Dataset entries
Content starts

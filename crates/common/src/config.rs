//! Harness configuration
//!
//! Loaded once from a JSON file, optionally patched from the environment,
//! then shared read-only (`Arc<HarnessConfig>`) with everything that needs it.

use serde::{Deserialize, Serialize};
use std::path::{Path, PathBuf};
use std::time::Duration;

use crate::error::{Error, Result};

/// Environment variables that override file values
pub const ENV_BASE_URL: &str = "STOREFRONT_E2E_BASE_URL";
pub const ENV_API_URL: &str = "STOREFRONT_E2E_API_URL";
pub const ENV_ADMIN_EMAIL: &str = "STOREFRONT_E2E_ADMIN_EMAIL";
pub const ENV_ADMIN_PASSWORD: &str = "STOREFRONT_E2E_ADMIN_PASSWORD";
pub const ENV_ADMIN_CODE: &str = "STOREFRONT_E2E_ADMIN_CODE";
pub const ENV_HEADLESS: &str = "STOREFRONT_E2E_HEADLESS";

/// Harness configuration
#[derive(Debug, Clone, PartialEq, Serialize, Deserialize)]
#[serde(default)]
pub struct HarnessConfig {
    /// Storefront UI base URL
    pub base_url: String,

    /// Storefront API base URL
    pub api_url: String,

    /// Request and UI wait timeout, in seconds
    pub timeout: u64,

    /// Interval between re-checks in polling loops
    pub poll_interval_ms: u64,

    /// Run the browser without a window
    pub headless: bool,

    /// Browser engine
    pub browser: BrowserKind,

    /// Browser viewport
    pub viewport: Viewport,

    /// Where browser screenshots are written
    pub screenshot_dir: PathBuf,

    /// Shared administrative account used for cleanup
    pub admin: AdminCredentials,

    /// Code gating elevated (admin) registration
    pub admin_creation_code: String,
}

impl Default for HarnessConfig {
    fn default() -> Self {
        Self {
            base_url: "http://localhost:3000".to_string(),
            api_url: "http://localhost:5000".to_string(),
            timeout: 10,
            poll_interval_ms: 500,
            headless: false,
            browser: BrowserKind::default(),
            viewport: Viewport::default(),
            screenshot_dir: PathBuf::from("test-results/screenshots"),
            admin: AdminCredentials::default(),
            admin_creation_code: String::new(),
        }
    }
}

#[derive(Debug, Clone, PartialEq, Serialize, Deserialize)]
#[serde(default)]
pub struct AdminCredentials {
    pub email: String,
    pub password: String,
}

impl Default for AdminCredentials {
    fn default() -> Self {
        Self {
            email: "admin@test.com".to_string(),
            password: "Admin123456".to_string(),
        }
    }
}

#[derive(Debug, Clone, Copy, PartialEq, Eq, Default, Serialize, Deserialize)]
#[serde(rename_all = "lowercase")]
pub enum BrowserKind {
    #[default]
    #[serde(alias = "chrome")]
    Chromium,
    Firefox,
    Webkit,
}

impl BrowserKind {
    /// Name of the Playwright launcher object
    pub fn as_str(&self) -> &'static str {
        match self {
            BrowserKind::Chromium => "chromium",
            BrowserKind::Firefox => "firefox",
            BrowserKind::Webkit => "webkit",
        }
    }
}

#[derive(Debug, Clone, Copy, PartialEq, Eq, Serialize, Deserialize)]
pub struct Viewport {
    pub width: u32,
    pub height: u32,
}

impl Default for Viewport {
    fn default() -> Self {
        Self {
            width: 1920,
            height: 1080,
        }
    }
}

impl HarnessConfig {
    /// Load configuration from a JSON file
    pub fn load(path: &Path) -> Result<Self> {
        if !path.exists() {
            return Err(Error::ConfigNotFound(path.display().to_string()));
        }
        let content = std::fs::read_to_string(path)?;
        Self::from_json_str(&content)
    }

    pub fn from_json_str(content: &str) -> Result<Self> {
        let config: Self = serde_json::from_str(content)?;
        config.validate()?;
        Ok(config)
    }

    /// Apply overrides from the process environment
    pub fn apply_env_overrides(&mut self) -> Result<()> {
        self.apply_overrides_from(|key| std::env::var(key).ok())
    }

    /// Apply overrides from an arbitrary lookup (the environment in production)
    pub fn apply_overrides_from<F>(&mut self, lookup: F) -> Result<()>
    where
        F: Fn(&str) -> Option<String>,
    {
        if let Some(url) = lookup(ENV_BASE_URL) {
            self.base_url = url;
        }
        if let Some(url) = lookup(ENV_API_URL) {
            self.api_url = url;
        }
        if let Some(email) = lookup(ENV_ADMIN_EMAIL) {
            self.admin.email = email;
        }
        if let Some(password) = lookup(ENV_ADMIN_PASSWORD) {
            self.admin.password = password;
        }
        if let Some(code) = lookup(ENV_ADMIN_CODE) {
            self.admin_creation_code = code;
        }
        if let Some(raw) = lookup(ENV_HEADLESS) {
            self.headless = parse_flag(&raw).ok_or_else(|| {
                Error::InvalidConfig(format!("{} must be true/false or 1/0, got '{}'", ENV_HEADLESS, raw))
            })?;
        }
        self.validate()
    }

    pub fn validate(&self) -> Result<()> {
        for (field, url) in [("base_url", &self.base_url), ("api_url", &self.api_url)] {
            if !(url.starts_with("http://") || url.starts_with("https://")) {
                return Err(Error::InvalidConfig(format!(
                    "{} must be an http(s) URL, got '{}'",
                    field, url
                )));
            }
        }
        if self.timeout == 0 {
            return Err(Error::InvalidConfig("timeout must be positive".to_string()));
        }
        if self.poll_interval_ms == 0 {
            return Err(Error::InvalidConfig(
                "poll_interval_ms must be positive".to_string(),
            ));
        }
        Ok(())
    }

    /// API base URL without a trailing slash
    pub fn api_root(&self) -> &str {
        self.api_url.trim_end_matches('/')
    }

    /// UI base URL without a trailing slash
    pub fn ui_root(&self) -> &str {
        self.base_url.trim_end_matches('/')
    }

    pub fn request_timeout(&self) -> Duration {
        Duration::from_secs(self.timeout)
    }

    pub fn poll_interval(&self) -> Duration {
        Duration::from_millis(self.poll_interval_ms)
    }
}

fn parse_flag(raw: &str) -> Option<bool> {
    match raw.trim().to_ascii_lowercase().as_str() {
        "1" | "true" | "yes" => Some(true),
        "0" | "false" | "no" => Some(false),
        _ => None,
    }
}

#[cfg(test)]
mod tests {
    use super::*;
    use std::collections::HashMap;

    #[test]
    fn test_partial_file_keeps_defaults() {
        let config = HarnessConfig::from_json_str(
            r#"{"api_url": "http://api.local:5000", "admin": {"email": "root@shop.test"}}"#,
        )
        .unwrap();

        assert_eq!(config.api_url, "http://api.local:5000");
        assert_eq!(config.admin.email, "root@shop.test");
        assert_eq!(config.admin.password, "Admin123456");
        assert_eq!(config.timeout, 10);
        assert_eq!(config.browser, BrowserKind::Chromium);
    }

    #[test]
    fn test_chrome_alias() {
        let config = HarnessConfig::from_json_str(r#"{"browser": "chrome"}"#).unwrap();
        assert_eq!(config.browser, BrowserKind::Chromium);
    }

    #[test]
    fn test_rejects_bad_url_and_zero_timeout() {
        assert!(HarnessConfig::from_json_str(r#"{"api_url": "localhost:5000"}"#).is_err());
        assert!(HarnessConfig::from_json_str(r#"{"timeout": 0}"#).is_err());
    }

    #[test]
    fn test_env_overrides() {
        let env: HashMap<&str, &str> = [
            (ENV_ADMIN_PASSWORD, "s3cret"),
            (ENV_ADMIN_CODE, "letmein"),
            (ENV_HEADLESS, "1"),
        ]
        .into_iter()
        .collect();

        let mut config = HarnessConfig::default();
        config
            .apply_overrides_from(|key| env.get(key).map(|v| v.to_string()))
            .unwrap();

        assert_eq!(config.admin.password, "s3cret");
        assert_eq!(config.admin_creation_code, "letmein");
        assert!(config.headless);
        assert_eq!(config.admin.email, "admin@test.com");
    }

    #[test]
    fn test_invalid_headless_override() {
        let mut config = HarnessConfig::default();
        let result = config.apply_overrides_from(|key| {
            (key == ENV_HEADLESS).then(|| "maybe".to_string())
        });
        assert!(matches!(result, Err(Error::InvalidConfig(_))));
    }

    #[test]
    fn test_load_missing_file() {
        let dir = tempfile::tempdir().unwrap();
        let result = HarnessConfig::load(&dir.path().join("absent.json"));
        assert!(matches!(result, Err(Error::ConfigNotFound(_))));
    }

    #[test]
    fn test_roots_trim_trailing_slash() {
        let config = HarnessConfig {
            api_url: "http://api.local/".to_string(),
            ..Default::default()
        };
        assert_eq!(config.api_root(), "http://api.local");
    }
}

Content ends

Using the data above, reproduce exactly the lines between those holding "pub fn apply_env_overrides(&mut" and "pub fn apply_overrides_from<F>(&mut", inclusive, and no others.

    pub fn apply_env_overrides(&mut self) -> Result<()> {
        self.apply_overrides_from(|key| std::env::var(key).ok())
    }

    /// Apply overrides from an arbitrary lookup (the environment in production)
    pub fn apply_overrides_from<F>(&mut self, lookup: F) -> Result<()>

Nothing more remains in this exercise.